The findings and recommendations of the research were presented to the public on 25 October, at a conference attended by representatives of parliamentary and non-parliamentary political parties, civil society and international organizations.
“Gender equality at all levels of governance is a matter of democracy and human rights,” says H.E. Ulrik Tideström, Ambassador of Sweden to Georgia. “Involving 100% of the talent and experience in political decision-making, not just the male 50%, also improves the development of a country in all other areas, including economic prosperity and security. Georgia has made important steps in this direction. The research by UNDP, within the UN Joint Program for Gender Equality, and NDI, could help Georgian stakeholders to assess how the chosen quota mechanism has worked so far and how it could be developed further. Continued progress on gender equality is possible, and is also one of the 12 priorities for Georgia’s EU integration process.”
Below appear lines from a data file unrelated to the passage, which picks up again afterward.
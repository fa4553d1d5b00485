use chrono::{DateTime, Utc};
use serde::{Deserialize, Serialize};

use super::category::Category;
use super::error::DomainError;
use super::user::User;

/// A post as exposed by the API: always carries its author and category.
#[derive(Debug, Clone, Serialize)]
pub(crate) struct Post {
    pub(crate) id: i64,
    pub(crate) title: String,
    pub(crate) body: String,
    pub(crate) author: User,
    pub(crate) category: Category,
    pub(crate) created_at: DateTime<Utc>,
    pub(crate) updated_at: DateTime<Utc>,
}

impl Post {
    pub(crate) fn new(
        id: i64,
        title: impl Into<String>,
        body: impl Into<String>,
        author: User,
        category: Category,
        created_at: DateTime<Utc>,
        updated_at: DateTime<Utc>,
    ) -> Result<Self, DomainError> {
        if id <= 0 {
            return Err(DomainError::Validation {
                field: "id",
                message: "must be > 0",
            });
        }
        let title = normalize_title(&title.into())?;
        let body = normalize_body(&body.into())?;

        if updated_at < created_at {
            return Err(DomainError::Validation {
                field: "updated_at",
                message: "must be >= created_at",
            });
        }

        Ok(Self {
            id,
            title,
            body,
            author,
            category,
            created_at,
            updated_at,
        })
    }
}

#[derive(Debug, Clone, Serialize, Deserialize)]
pub(crate) struct CreatePostRequest {
    pub(crate) title: String,
    pub(crate) body: String,
    pub(crate) category_id: i64,
}

impl CreatePostRequest {
    pub(crate) fn validate(self) -> Result<Self, DomainError> {
        Ok(Self {
            title: normalize_title(&self.title)?,
            body: normalize_body(&self.body)?,
            category_id: validate_category_id(self.category_id)?,
        })
    }
}

/// Partial update: absent fields are skipped, present fields must satisfy the
/// same constraints as on creation.
#[derive(Debug, Clone, Serialize, Deserialize)]
pub(crate) struct UpdatePostRequest {
    pub(crate) title: Option<String>,
    pub(crate) body: Option<String>,
    pub(crate) category_id: Option<i64>,
}

impl UpdatePostRequest {
    pub(crate) fn validate(self) -> Result<Self, DomainError> {
        Ok(Self {
            title: self.title.as_deref().map(normalize_title).transpose()?,
            body: self.body.as_deref().map(normalize_body).transpose()?,
            category_id: self.category_id.map(validate_category_id).transpose()?,
        })
    }
}

fn normalize_title(title: &str) -> Result<String, DomainError> {
    let title = title.trim();
    if title.is_empty() || title.len() > 255 {
        return Err(DomainError::Validation {
            field: "title",
            message: "must be 1..255 chars",
        });
    }
    Ok(title.to_string())
}

fn normalize_body(body: &str) -> Result<String, DomainError> {
    let body = body.trim();
    if body.is_empty() {
        return Err(DomainError::Validation {
            field: "body",
            message: "must not be empty",
        });
    }
    Ok(body.to_string())
}

fn validate_category_id(category_id: i64) -> Result<i64, DomainError> {
    if category_id <= 0 {
        return Err(DomainError::Validation {
            field: "category_id",
            message: "must reference an existing category",
        });
    }
    Ok(category_id)
}

#[cfg(test)]
mod tests {
    use chrono::{Duration, Utc};

    use super::{CreatePostRequest, Post, UpdatePostRequest};
    use crate::domain::category::Category;
    use crate::domain::error::DomainError;
    use crate::domain::user::{Role, User};

    #[test]
    fn create_request_rejects_empty_title() {
        let req = CreatePostRequest {
            title: "   ".to_string(),
            body: "valid body".to_string(),
            category_id: 1,
        };
        let err = req.validate().expect_err("title must be rejected");
        assert_validation_field(err, "title");
    }

    #[test]
    fn create_request_rejects_overlong_title() {
        let req = CreatePostRequest {
            title: "x".repeat(256),
            body: "valid body".to_string(),
            category_id: 1,
        };
        let err = req.validate().expect_err("title must be rejected");
        assert_validation_field(err, "title");
    }

    #[test]
    fn create_request_rejects_non_positive_category() {
        let req = CreatePostRequest {
            title: "Title".to_string(),
            body: "Body".to_string(),
            category_id: 0,
        };
        let err = req.validate().expect_err("category_id must be rejected");
        assert_validation_field(err, "category_id");
    }

    #[test]
    fn create_request_normalizes_fields() {
        let req = CreatePostRequest {
            title: "  title  ".to_string(),
            body: "  body  ".to_string(),
            category_id: 3,
        };
        let validated = req.validate().expect("must validate");
        assert_eq!(validated.title, "title");
        assert_eq!(validated.body, "body");
        assert_eq!(validated.category_id, 3);
    }

    #[test]
    fn update_request_skips_absent_fields() {
        let req = UpdatePostRequest {
            title: Some("new title".to_string()),
            body: None,
            category_id: None,
        };
        let validated = req.validate().expect("must validate");
        assert_eq!(validated.title.as_deref(), Some("new title"));
        assert!(validated.body.is_none());
        assert!(validated.category_id.is_none());
    }

    #[test]
    fn update_request_rejects_present_but_empty_body() {
        let req = UpdatePostRequest {
            title: None,
            body: Some("   ".to_string()),
            category_id: None,
        };
        let err = req.validate().expect_err("body must be rejected");
        assert_validation_field(err, "body");
    }

    #[test]
    fn post_new_normalizes_and_builds_post() {
        let created_at = Utc::now();
        let updated_at = created_at + Duration::seconds(1);

        let post = Post::new(
            1,
            "  Title  ",
            "  Body  ",
            sample_author(),
            sample_category(),
            created_at,
            updated_at,
        )
        .expect("post should be created");

        assert_eq!(post.id, 1);
        assert_eq!(post.title, "Title");
        assert_eq!(post.body, "Body");
        assert_eq!(post.author.id, 10);
        assert_eq!(post.category.id, 2);
    }

    #[test]
    fn post_new_rejects_updated_before_created() {
        let updated_at = Utc::now();
        let created_at = updated_at + Duration::seconds(1);

        let err = Post::new(
            1,
            "Title",
            "Body",
            sample_author(),
            sample_category(),
            created_at,
            updated_at,
        )
        .expect_err("updated_at < created_at must fail");
        assert_validation_field(err, "updated_at");
    }

    fn sample_author() -> User {
        User::new(10, "author", "author@example.com", Role::Admin, Utc::now())
            .expect("sample user must be valid")
    }

    fn sample_category() -> Category {
        Category::new(2, "Tech").expect("sample category must be valid")
    }

    fn assert_validation_field(err: DomainError, expected_field: &'static str) {
        match err {
            DomainError::Validation { field, .. } => assert_eq!(field, expected_field),
            _ => panic!("expected DomainError::Validation"),
        }
    }
}
use std::collections::BTreeMap;

use axum::{
    Json,
    http::StatusCode,
    response::{IntoResponse, Response},
};
use serde::Serialize;
use thiserror::Error;
use tracing::error;
use validator::ValidationErrors;

use crate::domain::error::DomainError;

#[derive(Debug, Error)]
pub(crate) enum AppError {
    #[error(transparent)]
    Domain(#[from] DomainError),

    #[error("validation error: {0}")]
    Validation(#[from] ValidationErrors),

    #[error("unauthenticated")]
    Unauthenticated,
}

pub(crate) type AppResult<T> = Result<T, AppError>;

#[derive(Debug, Serialize)]
struct ErrorBody {
    error: String,
}

/// 422 body: field name to the list of violated constraints.
#[derive(Debug, Serialize)]
struct FieldErrorsBody {
    errors: BTreeMap<String, Vec<String>>,
}

impl IntoResponse for AppError {
    fn into_response(self) -> Response {
        match self {
            AppError::Domain(err) => domain_error_response(err),
            AppError::Validation(errors) => (
                StatusCode::UNPROCESSABLE_ENTITY,
                Json(FieldErrorsBody {
                    errors: field_error_messages(&errors),
                }),
            )
                .into_response(),
            AppError::Unauthenticated => {
                error_response(StatusCode::UNAUTHORIZED, "unauthenticated".to_string())
            }
        }
    }
}

fn domain_error_response(err: DomainError) -> Response {
    match &err {
        DomainError::Validation { field, message } => {
            let mut errors = BTreeMap::new();
            errors.insert(field.to_string(), vec![message.to_string()]);
            (
                StatusCode::UNPROCESSABLE_ENTITY,
                Json(FieldErrorsBody { errors }),
            )
                .into_response()
        }
        DomainError::NotFound(_) => error_response(StatusCode::NOT_FOUND, err.to_string()),
        DomainError::AlreadyExists(_) | DomainError::Conflict(_) => {
            error_response(StatusCode::CONFLICT, err.to_string())
        }
        DomainError::Forbidden => error_response(StatusCode::FORBIDDEN, err.to_string()),
        DomainError::InvalidCredentials => {
            error_response(StatusCode::UNAUTHORIZED, err.to_string())
        }
        DomainError::Unexpected(detail) => {
            error!(%detail, "unexpected domain error");
            error_response(
                StatusCode::INTERNAL_SERVER_ERROR,
                "internal error".to_string(),
            )
        }
    }
}

fn error_response(status: StatusCode, message: String) -> Response {
    (status, Json(ErrorBody { error: message })).into_response()
}

fn field_error_messages(errors: &ValidationErrors) -> BTreeMap<String, Vec<String>> {
    errors
        .field_errors()
        .iter()
        .map(|(field, field_errors)| {
            let messages = field_errors
                .iter()
                .map(|err| {
                    err.message
                        .as_ref()
                        .map(|message| message.to_string())
                        .unwrap_or_else(|| err.code.to_string())
                })
                .collect();
            (field.to_string(), messages)
        })
        .collect()
}

#[cfg(test)]
mod tests {
    use axum::body::to_bytes;
    use axum::http::StatusCode;
    use axum::response::IntoResponse;
    use serde_json::Value;
    use validator::Validate;

    use super::AppError;
    use crate::domain::error::DomainError;

    #[derive(Validate)]
    struct Dto {
        #[validate(length(min = 1, max = 255, message = "must be between 1 and 255 characters"))]
        title: String,
    }

    async fn response_parts(err: AppError) -> (StatusCode, Value) {
        let response = err.into_response();
        let status = response.status();
        let bytes = to_bytes(response.into_body(), usize::MAX)
            .await
            .expect("body must be readable");
        let body = serde_json::from_slice(&bytes).expect("body must be json");
        (status, body)
    }

    #[tokio::test]
    async fn unauthenticated_maps_to_401_with_error_key() {
        let (status, body) = response_parts(AppError::Unauthenticated).await;
        assert_eq!(status, StatusCode::UNAUTHORIZED);
        assert!(body.get("error").is_some());
    }

    #[tokio::test]
    async fn forbidden_maps_to_403_with_error_key() {
        let (status, body) = response_parts(AppError::Domain(DomainError::Forbidden)).await;
        assert_eq!(status, StatusCode::FORBIDDEN);
        assert!(body.get("error").is_some());
    }

    #[tokio::test]
    async fn domain_validation_maps_to_422_with_field_errors() {
        let err = AppError::Domain(DomainError::Validation {
            field: "category_id",
            message: "must reference an existing category",
        });
        let (status, body) = response_parts(err).await;
        assert_eq!(status, StatusCode::UNPROCESSABLE_ENTITY);
        assert!(body["errors"]["category_id"][0].is_string());
    }

    #[tokio::test]
    async fn dto_validation_maps_to_422_naming_the_field() {
        let dto = Dto {
            title: String::new(),
        };
        let errors = dto.validate().expect_err("dto must be invalid");
        let (status, body) = response_parts(AppError::Validation(errors)).await;
        assert_eq!(status, StatusCode::UNPROCESSABLE_ENTITY);
        assert_eq!(
            body["errors"]["title"][0],
            "must be between 1 and 255 characters"
        );
    }

    #[tokio::test]
    async fn not_found_maps_to_404() {
        let err = AppError::Domain(DomainError::NotFound("post id: 9".to_string()));
        let (status, body) = response_parts(err).await;
        assert_eq!(status, StatusCode::NOT_FOUND);
        assert!(body.get("error").is_some());
    }

    #[tokio::test]
    async fn conflict_maps_to_409() {
        let err = AppError::Domain(DomainError::Conflict(
            "category is referenced by existing posts".to_string(),
        ));
        let (status, _) = response_parts(err).await;
        assert_eq!(status, StatusCode::CONFLICT);
    }

    #[tokio::test]
    async fn invalid_credentials_map_to_401() {
        let (status, _) = response_parts(AppError::Domain(DomainError::InvalidCredentials)).await;
        assert_eq!(status, StatusCode::UNAUTHORIZED);
    }

    #[tokio::test]
    async fn unexpected_maps_to_500_without_leaking_detail() {
        let err = AppError::Domain(DomainError::Unexpected("connection refused".to_string()));
        let (status, body) = response_parts(err).await;
        assert_eq!(status, StatusCode::INTERNAL_SERVER_ERROR);
        assert_eq!(body["error"], "internal error");
    }
}
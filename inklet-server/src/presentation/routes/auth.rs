use axum::Router;
use axum::middleware;
use axum::routing::post;

use crate::presentation::AppState;
use crate::presentation::handlers::auth::{login, logout, register};
use crate::presentation::middleware::auth::bearer_auth_middleware;

pub(crate) fn router(state: AppState) -> Router<AppState> {
    let public = Router::new()
        .route("/register", post(register))
        .route("/login", post(login));

    let protected = Router::new().route("/logout", post(logout)).layer(
        middleware::from_fn_with_state(state, bearer_auth_middleware),
    );

    public.merge(protected)
}
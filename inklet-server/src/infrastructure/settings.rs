use anyhow::{Context, Result, anyhow};

#[derive(Debug, Clone)]
pub(crate) struct Settings {
    pub(crate) database_url: String,
    pub(crate) jwt_secret: String,
    pub(crate) jwt_ttl_seconds: i64,
    pub(crate) http_addr: String,
    pub(crate) cors_origins: Vec<String>,
    pub(crate) log_level: String,
    pub(crate) http_request_body_limit_bytes: usize,
}

impl Settings {
    pub(crate) fn from_env() -> Result<Self> {
        let database_url = get_required("DATABASE_URL").context("DATABASE_URL is required")?;
        let jwt_secret = get_required("JWT_SECRET").context("JWT_SECRET is required")?;
        let jwt_ttl_seconds: i64 = std::env::var("JWT_TTL_SECONDS")
            .unwrap_or_else(|_| "3600".to_string())
            .parse()
            .context("Failed to parse JWT_TTL_SECONDS, expecting integer")?;

        if jwt_secret.chars().count() < 32 {
            return Err(anyhow!("JWT_SECRET must be at least 32 characters"));
        }

        let http_addr = std::env::var("HTTP_ADDR").unwrap_or_else(|_| "0.0.0.0:8080".to_string());
        let cors_origins = parse_cors_origins(
            std::env::var("CORS_ORIGINS")
                .unwrap_or_else(|_| "http://localhost:8000,http://127.0.0.1:8000".to_string()),
        );
        let log_level = std::env::var("LOG_LEVEL")
            .or_else(|_| std::env::var("RUST_LOG"))
            .unwrap_or_else(|_| "info".to_string());
        let http_request_body_limit_bytes =
            parse_usize_env("HTTP_REQUEST_BODY_LIMIT_BYTES", 1024 * 1024)?;

        Ok(Self {
            database_url,
            jwt_secret,
            jwt_ttl_seconds,
            http_addr,
            cors_origins,
            log_level,
            http_request_body_limit_bytes,
        })
    }
}

fn get_required(key: &str) -> Result<String> {
    let value = std::env::var(key)?;
    let value = value.trim().to_string();
    if value.is_empty() {
        return Err(anyhow!("{key} must not be empty"));
    }
    Ok(value)
}

fn parse_cors_origins(raw: String) -> Vec<String> {
    raw.split(',')
        .map(str::trim)
        .filter(|entry| !entry.is_empty())
        .map(str::to_string)
        .collect()
}

fn parse_usize_env(key: &str, default: usize) -> Result<usize> {
    let value = std::env::var(key)
        .unwrap_or_else(|_| default.to_string())
        .parse::<usize>()
        .with_context(|| format!("Failed to parse {key}, expecting positive integer"))?;

    if value == 0 {
        return Err(anyhow!("{key} must be > 0"));
    }
    Ok(value)
}
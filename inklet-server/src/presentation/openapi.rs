use utoipa::openapi::security::{HttpAuthScheme, HttpBuilder, SecurityScheme};
use utoipa::{Modify, OpenApi};

use crate::presentation::handlers::auth::{
    AuthResponseDto, LoginDto, LogoutResponseDto, RegisterDto, UserDto,
};
use crate::presentation::handlers::categories::{
    CategoryDto, CategoryListResponseDto, CategoryResponseDto, CreateCategoryDto,
    UpdateCategoryDto,
};
use crate::presentation::handlers::posts::{
    CreatePostDto, PostDto, PostListResponseDto, PostResponseDto, UpdatePostDto,
};

#[derive(OpenApi)]
#[openapi(
    paths(
        crate::presentation::handlers::auth::register,
        crate::presentation::handlers::auth::login,
        crate::presentation::handlers::auth::logout,
        crate::presentation::handlers::posts::list_posts,
        crate::presentation::handlers::posts::get_post,
        crate::presentation::handlers::posts::create_post,
        crate::presentation::handlers::posts::update_post,
        crate::presentation::handlers::posts::delete_post,
        crate::presentation::handlers::categories::list_categories,
        crate::presentation::handlers::categories::get_category,
        crate::presentation::handlers::categories::create_category,
        crate::presentation::handlers::categories::update_category,
        crate::presentation::handlers::categories::delete_category
    ),
    components(
        schemas(
            RegisterDto,
            LoginDto,
            AuthResponseDto,
            LogoutResponseDto,
            UserDto,
            CreatePostDto,
            UpdatePostDto,
            PostDto,
            PostResponseDto,
            PostListResponseDto,
            CreateCategoryDto,
            UpdateCategoryDto,
            CategoryDto,
            CategoryResponseDto,
            CategoryListResponseDto
        )
    ),
    tags(
        (name = "auth", description = "Authentication endpoints"),
        (name = "posts", description = "Post endpoints"),
        (name = "categories", description = "Category endpoints")
    ),
    modifiers(&SecurityAddon)
)]
pub(crate) struct ApiDoc;

pub(crate) struct SecurityAddon;

impl Modify for SecurityAddon {
    fn modify(&self, openapi: &mut utoipa::openapi::OpenApi) {
        let mut components = openapi.components.take().unwrap_or_default();
        components.add_security_scheme(
            "bearer_auth",
            SecurityScheme::Http(
                HttpBuilder::new()
                    .scheme(HttpAuthScheme::Bearer)
                    .bearer_format("JWT")
                    .build(),
            ),
        );
        openapi.components = Some(components);
    }
}
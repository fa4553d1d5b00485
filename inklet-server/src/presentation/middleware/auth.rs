use axum::{
    extract::{FromRequestParts, Request, State},
    http::{header, request::Parts},
    middleware::Next,
    response::Response,
};

use crate::domain::user::Role;
use crate::presentation::AppState;
use crate::presentation::app_error::AppError;

/// The authenticated actor, as resolved from the bearer token.
#[derive(Debug, Clone)]
pub(crate) struct AuthenticatedUser {
    pub(crate) user_id: i64,
    pub(crate) role: Role,
}

impl<S> FromRequestParts<S> for AuthenticatedUser
where
    S: Send + Sync,
{
    type Rejection = AppError;

    async fn from_request_parts(parts: &mut Parts, _state: &S) -> Result<Self, Self::Rejection> {
        parts
            .extensions
            .get::<AuthenticatedUser>()
            .cloned()
            .ok_or(AppError::Unauthenticated)
    }
}

pub(crate) async fn bearer_auth_middleware(
    State(state): State<AppState>,
    mut request: Request,
    next: Next,
) -> Result<Response, AppError> {
    let auth_header = request
        .headers()
        .get(header::AUTHORIZATION)
        .and_then(|value| value.to_str().ok())
        .ok_or(AppError::Unauthenticated)?;

    let mut parts = auth_header.split_whitespace();
    let scheme = parts.next().ok_or(AppError::Unauthenticated)?;
    let token = parts.next().ok_or(AppError::Unauthenticated)?;
    if parts.next().is_some() {
        return Err(AppError::Unauthenticated);
    }
    if !scheme.eq_ignore_ascii_case("bearer") {
        return Err(AppError::Unauthenticated);
    }
    if token.trim().is_empty() {
        return Err(AppError::Unauthenticated);
    }

    let claims = state
        .jwt
        .verify_token(token.trim())
        .map_err(|_| AppError::Unauthenticated)?;

    request.extensions_mut().insert(AuthenticatedUser {
        user_id: claims.user_id,
        role: claims.role,
    });

    Ok(next.run(request).await)
}
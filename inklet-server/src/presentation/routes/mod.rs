use axum::Router;

use super::AppState;

pub(crate) mod auth;
pub(crate) mod categories;
pub(crate) mod posts;

pub(crate) fn router(state: AppState) -> Router<AppState> {
    Router::new()
        .nest("/api", auth::router(state.clone()))
        .nest("/api/posts", posts::router(state.clone()))
        .nest("/api/categories", categories::router(state))
}
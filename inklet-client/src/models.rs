use chrono::{DateTime, Utc};
use serde::{Deserialize, Serialize};

#[derive(Debug, Clone, Serialize, Deserialize)]
/// Public user representation.
pub struct User {
    /// User id.
    pub id: i64,
    /// Login name.
    pub username: String,
    /// Email address.
    pub email: String,
    /// Account role (`admin` or `user`).
    pub role: String,
    /// Creation time (UTC).
    pub created_at: DateTime<Utc>,
}

#[derive(Debug, Clone, Serialize, Deserialize)]
/// Public category representation.
pub struct Category {
    /// Category id.
    pub id: i64,
    /// Category name.
    pub name: String,
}

#[derive(Debug, Clone, Serialize, Deserialize)]
/// Public post representation with its author and category embedded.
pub struct Post {
    /// Post id.
    pub id: i64,
    /// Title.
    pub title: String,
    /// Body text.
    pub body: String,
    /// The author.
    pub user: User,
    /// The category the post belongs to.
    pub category: Category,
    /// Creation time (UTC).
    pub created_at: DateTime<Utc>,
    /// Last update time (UTC).
    pub updated_at: DateTime<Utc>,
}

#[derive(Debug, Clone, Serialize, Deserialize)]
/// Response of a successful registration or login.
pub struct AuthResponse {
    /// JWT access token.
    pub access_token: String,
    /// The authenticated user.
    pub user: User,
}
“For many talented and motivated Georgian women, electoral gender quotas are an open door to a political career,” notes Nick Beresford, UNDP Resident Representative in Georgia. “However, the same mechanism reveals the remaining gaps in legislation, party rules and social practices. UNDP helps study these challenges, stir public discussion, empower women in politics, and find solutions that will bring Georgia closer to an equal, fair and inclusive society.”
“The introduction of gender quotas triggered an unprecedented increase in the number of elected women both at the national and local levels,” Teona Kupunia, Deputy Director for NDI Georgia, claims.
“The number of elected women at the local level has doubled in 2021 compared to 2017. Despite this spike, Georgia is still far from achieving a ‘critical minimum’, which is at least 30% of women in decision-making. Political parties should continue empowering women meaningfully by improving internal party policies and practices, making them more gender-sensitive and interesting for women. One important finding of this research suggests that thanks to gender quotas, parties have started looking for women internally and have identified quite a few talented candidates.”
The research team, Irma Pavliashvili and Salome Mukhuradze, presented research findings and recommendations, focusing on improving the legislative framework, strengthening national gender equality mechanisms, and establishing institutionally strong political parties.
Following the adoption of mandatory electoral gender quotas in 2020, Georgian women increased their share of seats in parliament from 14 to almost 20%. In 2021, women’s representation in local councils increased from 13.8 to 24%. Women received 31.4% of mandates in proportional lists (441 mandates in total) compared to 19.8% of mandates received in 2017.
Yet, even this leap in numbers leaves Georgian women with just one-fifth of seats in parliament and one-fourth of seats in local councils, far from enough to make a meaningful impact on decision-making.
The expansion and improvement of quota policies can help Georgia make further steps towards gender equality and bring a diversity of perspectives into the political agenda.
The Sweden-funded UN Joint Program for Gender Equality is implemented by UNDP, UN Women and UNFPA and assists Georgia to achieve meaningful gender equality in all areas of life.
The program “Supporting More Responsive and Inclusive Political Decision-Making at the National Level” is carried out by NDI with financial support from the United Kingdom of Great Britain and Northern Ireland through the Foreign, Commonwealth and Development Office’s Good Governance Fund.